In the late '70s, two words loomed large on the minds of Hollywood executives: "star" and "wars". George Lucas's smash hit had been such a blockbusting success that everybody else wanted a piece of the space opera action, whether it was the disco-infused TV adventures of "Battlestar Galactica" or the Queen-soundtracked camp of "Flash Gordon". It was also the perfect excuse for Paramount to bring Kirk, Spock and the crew out of retirement for "Star Trek: The Motion Picture", though that film's aspirations towards the cold, hard science fiction of Stanley Kubrick's "2001: A Space Odyssey" suggested few involved had ever watched "Star Trek", let alone "Star Wars".
Then, just two weeks after the Enterprise's close encounter with V'Ger, Disney unleashed an interstellar adventure of its own. Like "Star Wars", "The Black Hole" was set in outer space, and featured laser battles, armored soldiers, and a pair of cute droids. But it was also constructed around a very earnest crew, an impenetrable plot, and a script so devoid of humor it felt like all the jokes had been sucked into the event horizon of the eponymous singularity.
The first ever Disney movie to earn a PG rating had seemingly been designed to baffle — and possibly even traumatize — the kids who'd adored Lucas's galaxy far, far away. So what the hell was the House of Mouse thinking when it greenlit this space-set spin on "20,000 Leagues Under the Sea"?
The Disney of the late '70s was a very different place from the modern-day multinational that can boast Marvel, Star Wars, Pixar, a streaming service, and numerous theme parks among its many assets. The company's founder and namesake, Walt Disney, had died in December 1966, but his presence still loomed large over a studio that was seemingly second-guessing its every move.

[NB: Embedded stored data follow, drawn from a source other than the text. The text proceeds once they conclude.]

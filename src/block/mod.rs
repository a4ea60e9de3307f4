/// Owned, channel-interleaved sample block. Frames are stored
/// frame-major: `data.len() == samples * channels`.
#[derive(Debug, Clone, PartialEq)]
pub struct SampleBlock {
    channels: usize,
    data: Vec<f32>,
}

impl SampleBlock {
    pub fn empty(channels: usize) -> Self {
        assert!(channels > 0);
        Self {
            channels,
            data: Vec::new(),
        }
    }

    pub fn from_interleaved(channels: usize, data: Vec<f32>) -> Self {
        assert!(channels > 0);
        assert!(data.len() % channels == 0);
        Self { channels, data }
    }

    #[inline(always)]
    pub fn channels(&self) -> usize {
        self.channels
    }

    #[inline(always)]
    pub fn samples(&self) -> usize {
        self.data.len() / self.channels
    }

    #[inline(always)]
    pub fn is_empty(&self) -> bool {
        self.data.is_empty()
    }

    #[inline]
    pub fn as_interleaved(&self) -> &[f32] {
        &self.data
    }

    /// Interleaved view of `len` frames starting at frame `start`.
    #[inline]
    pub fn frames(&self, start: usize, len: usize) -> &[f32] {
        let s = start * self.channels;
        let e = s + len * self.channels;
        &self.data[s..e]
    }

    /// Appends `other` along the sample axis.
    pub fn extend(&mut self, other: &SampleBlock) {
        assert!(other.channels == self.channels);
        self.data.extend_from_slice(&other.data);
    }
}
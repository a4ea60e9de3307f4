use super::SampleStorage;
use crate::block::SampleBlock;
use std::cell::UnsafeCell;

pub struct HeapStorage {
    slots: UnsafeCell<Box<[f32]>>,
    capacity: u64,
    channels: usize,
}

// Concurrent access is confined to disjoint slot ranges by the ring's
// cursor arithmetic (see SampleStorage).
unsafe impl Send for HeapStorage {}
unsafe impl Sync for HeapStorage {}

impl HeapStorage {
    pub fn new(capacity: u64, channels: usize) -> Self {
        assert!(capacity > 0);
        assert!(channels > 0);
        Self {
            slots: UnsafeCell::new(vec![0.0; capacity as usize * channels].into_boxed_slice()),
            capacity,
            channels,
        }
    }
}

impl SampleStorage for HeapStorage {
    fn capacity(&self) -> u64 {
        self.capacity
    }

    fn channels(&self) -> usize {
        self.channels
    }

    fn read_slots(&self, index: u64, len: u64) -> SampleBlock {
        let start = index as usize * self.channels;
        let end = start + len as usize * self.channels;
        let slots = unsafe { &*self.slots.get() };
        SampleBlock::from_interleaved(self.channels, slots[start..end].to_vec())
    }

    fn write_slots(&self, index: u64, frames: &[f32]) -> bool {
        if index + (frames.len() / self.channels) as u64 > self.capacity {
            return false;
        }
        let start = index as usize * self.channels;
        let slots = unsafe { &mut *self.slots.get() };
        slots[start..start + frames.len()].copy_from_slice(frames);
        true
    }
}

This was far from a vintage era for the company's famous animation wing ("The Aristocats", "Robin Hood" and "The Rescuers" wouldn't find their way into many lists of Disney's best-ever), while the conveyor belt of family-friendly live-action movies was patchy at best. Management was also distracted by Walt's dream of building the city of the future — EPCOT would eventually become a theme park attraction — and even passed on the chance to make the original "Star Wars", a decision that would eventually cost the studio billions when it bought Lucasfilm nearly four decades later.
The project that would become "The Black Hole" first came into the studio's orbit in early 1974. Back then, it was known as "Space Station One" and — in tune with "The Towering Inferno", "The Poseidon Adventure" and the disaster movies that were all the rage at the time — was originally envisioned as a family-themed movie about space colonists in extreme peril. But by the time cameras started rolling in October 1978 (with roughly double the budget of "A New Hope"), the black hole terrorizing the eponymous space station had been given title billing, and Disney — guided by Walt's son-in-law, Ron Miller — had reshaped the story to capitalize on the latest craze dominating the box office. That was the theory, anyway…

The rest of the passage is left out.